WHAT THE EXERCISE ASKS
Retype each line below without a single alteration.

START GIVEN RECORDS

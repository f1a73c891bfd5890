use crate::{Executor, IsolationLevel, Query, Result, Value};
use std::{borrow::Cow, future::Future, time::Duration};

/// Outcome of [`Connection::execute_batch`], aligned with the submitted parameter sets.
#[derive(Default, Debug, Clone, PartialEq, Eq)]
pub struct BatchResult {
    /// Rows affected by each parameter set, in submission order.
    pub affected: Vec<u64>,
    /// Generated keys read back, in submission order. Can be shorter than `affected`.
    pub keys: Vec<i64>,
}

/// A physical connection to the database.
///
/// Besides running queries (see [`Executor`]) a connection exposes the session state the core
/// manipulates: the autocommit flag, the isolation level and explicit commit/rollback. In manual
/// commit mode (`auto_commit() == false`) a transaction is always open: `commit` and `rollback`
/// end the current one and start the next.
pub trait Connection: Executor + 'static {
    /// Open a new connection to the given URL.
    fn connect(url: Cow<'static, str>) -> impl Future<Output = Result<Self>> + Send;

    fn auto_commit(&self) -> bool;

    /// Switching from manual to automatic commit commits the pending work.
    fn set_auto_commit(&mut self, enabled: bool) -> impl Future<Output = Result<()>> + Send;

    fn isolation(&self) -> IsolationLevel;

    /// `IsolationLevel::Default` leaves the connection untouched.
    fn set_isolation(&mut self, level: IsolationLevel) -> impl Future<Output = Result<()>> + Send;

    fn commit(&mut self) -> impl Future<Output = Result<()>> + Send;

    fn rollback(&mut self) -> impl Future<Output = Result<()>> + Send;

    /// Applied to every following statement, enforced by the driver. `None` restores the default.
    fn set_query_timeout(&mut self, timeout: Option<Duration>) -> Result<()>;

    /// Submit the prepared `query` once per parameter set as one low-level batch.
    ///
    /// The default implementation rebinds and executes the statement for every set, reading back
    /// one generated key for each set that affected rows. Drivers with a native batch protocol
    /// should override it.
    fn execute_batch<'s>(
        &'s mut self,
        query: &'s mut Query<Self::Driver>,
        rows: &'s [Vec<Value>],
        return_keys: bool,
    ) -> impl Future<Output = Result<BatchResult>> + Send + 's {
        async move {
            let mut result = BatchResult {
                affected: Vec::with_capacity(rows.len()),
                keys: Vec::with_capacity(if return_keys { rows.len() } else { 0 }),
            };
            for row in rows {
                query.bind_all(row)?;
                let affected = self.execute(query).await?;
                result.affected.push(affected.rows_affected);
                if return_keys && affected.rows_affected > 0 {
                    if let Some(id) = affected.inserted_id {
                        result.keys.push(id);
                    }
                }
            }
            Ok(result)
        }
    }
}

/// Autocommit flag and isolation level of a connection, captured to be put back later.
#[derive(Debug, Clone, Copy, PartialEq, Eq)]
pub struct ConnectionState {
    pub auto_commit: bool,
    pub isolation: IsolationLevel,
}

impl ConnectionState {
    pub fn capture<C: Connection>(connection: &C) -> Self {
        Self {
            auto_commit: connection.auto_commit(),
            isolation: connection.isolation(),
        }
    }

    /// Isolation first: some backends refuse to change it while a transaction is pending, and
    /// switching autocommit back on ends the pending one.
    pub async fn restore<C: Connection>(&self, connection: &mut C) -> Result<()> {
        if !self.isolation.is_default() && connection.isolation() != self.isolation {
            connection.set_isolation(self.isolation).await?;
        }
        if connection.auto_commit() != self.auto_commit {
            connection.set_auto_commit(self.auto_commit).await?;
        }
        Ok(())
    }
}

END GIVEN RECORDS

SOLVED PROBLEM
repository f1a73c891bfd5890
use crate::{Executor, IsolationLevel, Query, Result, Value};
use std::{borrow::Cow, future::Future, time::Duration};

/// Outcome of [`Connection::execute_batch`], aligned with the submitted parameter sets.
#[derive(Default, Debug, Clone, PartialEq, Eq)]
pub struct BatchResult {
    /// Rows affected by each parameter set, in submission order.
    pub affected: Vec<u64>,
    /// Generated keys read back, in submission order. Can be shorter than `affected`.
    pub keys: Vec<i64>,
}

/// A physical connection to the database.
///
/// Besides running queries (see [`Executor`]) a connection exposes the session state the core
/// manipulates: the autocommit flag, the isolation level and explicit commit/rollback. In manual
/// commit mode (`auto_commit() == false`) a transaction is always open: `commit` and `rollback`
/// end the current one and start the next.
pub trait Connection: Executor + 'static {
    /// Open a new connection to the given URL.
    fn connect(url: Cow<'static, str>) -> impl Future<Output = Result<Self>> + Send;

    fn auto_commit(&self) -> bool;

    /// Switching from manual to automatic commit commits the pending work.
    fn set_auto_commit(&mut self, enabled: bool) -> impl Future<Output = Result<()>> + Send;

    fn isolation(&self) -> IsolationLevel;

    /// `IsolationLevel::Default` leaves the connection untouched.
    fn set_isolation(&mut self, level: IsolationLevel) -> impl Future<Output = Result<()>> + Send;

    fn commit(&mut self) -> impl Future<Output = Result<()>> + Send;

    fn rollback(&mut self) -> impl Future<Output = Result<()>> + Send;

    /// Applied to every following statement, enforced by the driver. `None` restores the default.
    fn set_query_timeout(&mut self, timeout: Option<Duration>) -> Result<()>;

    /// Submit the prepared `query` once per parameter set as one low-level batch.
    ///
    /// The default implementation rebinds and executes the statement for every set, reading back
    /// one generated key for each set that affected rows. Drivers with a native batch protocol
    /// should override it.
    fn execute_batch<'s>(
        &'s mut self,
        query: &'s mut Query<Self::Driver>,
        rows: &'s [Vec<Value>],
        return_keys: bool,
    ) -> impl Future<Output = Result<BatchResult>> + Send + 's {
        async move {
            let mut result = BatchResult {
                affected: Vec::with_capacity(rows.len()),
                keys: Vec::with_capacity(if return_keys { rows.len() } else { 0 }),
            };
            for row in rows {
                query.bind_all(row)?;
                let affected = self.execute(query).await?;
                result.affected.push(affected.rows_affected);
                if return_keys && affected.rows_affected > 0 {
                    if let Some(id) = affected.inserted_id {
                        result.keys.push(id);
                    }
                }
            }
            Ok(result)
        }
    }
}

/// Autocommit flag and isolation level of a connection, captured to be put back later.
#[derive(Debug, Clone, Copy, PartialEq, Eq)]
pub struct ConnectionState {
    pub auto_commit: bool,
    pub isolation: IsolationLevel,
}

impl ConnectionState {
    pub fn capture<C: Connection>(connection: &C) -> Self {
        Self {
            auto_commit: connection.auto_commit(),
            isolation: connection.isolation(),
        }
    }

    /// Isolation first: some backends refuse to change it while a transaction is pending, and
    /// switching autocommit back on ends the pending one.
    pub async fn restore<C: Connection>(&self, connection: &mut C) -> Result<()> {
        if !self.isolation.is_default() && connection.isolation() != self.isolation {
            connection.set_isolation(self.isolation).await?;
        }
        if connection.auto_commit() != self.auto_commit {
            connection.set_auto_commit(self.auto_commit).await?;
        }
        Ok(())
    }
}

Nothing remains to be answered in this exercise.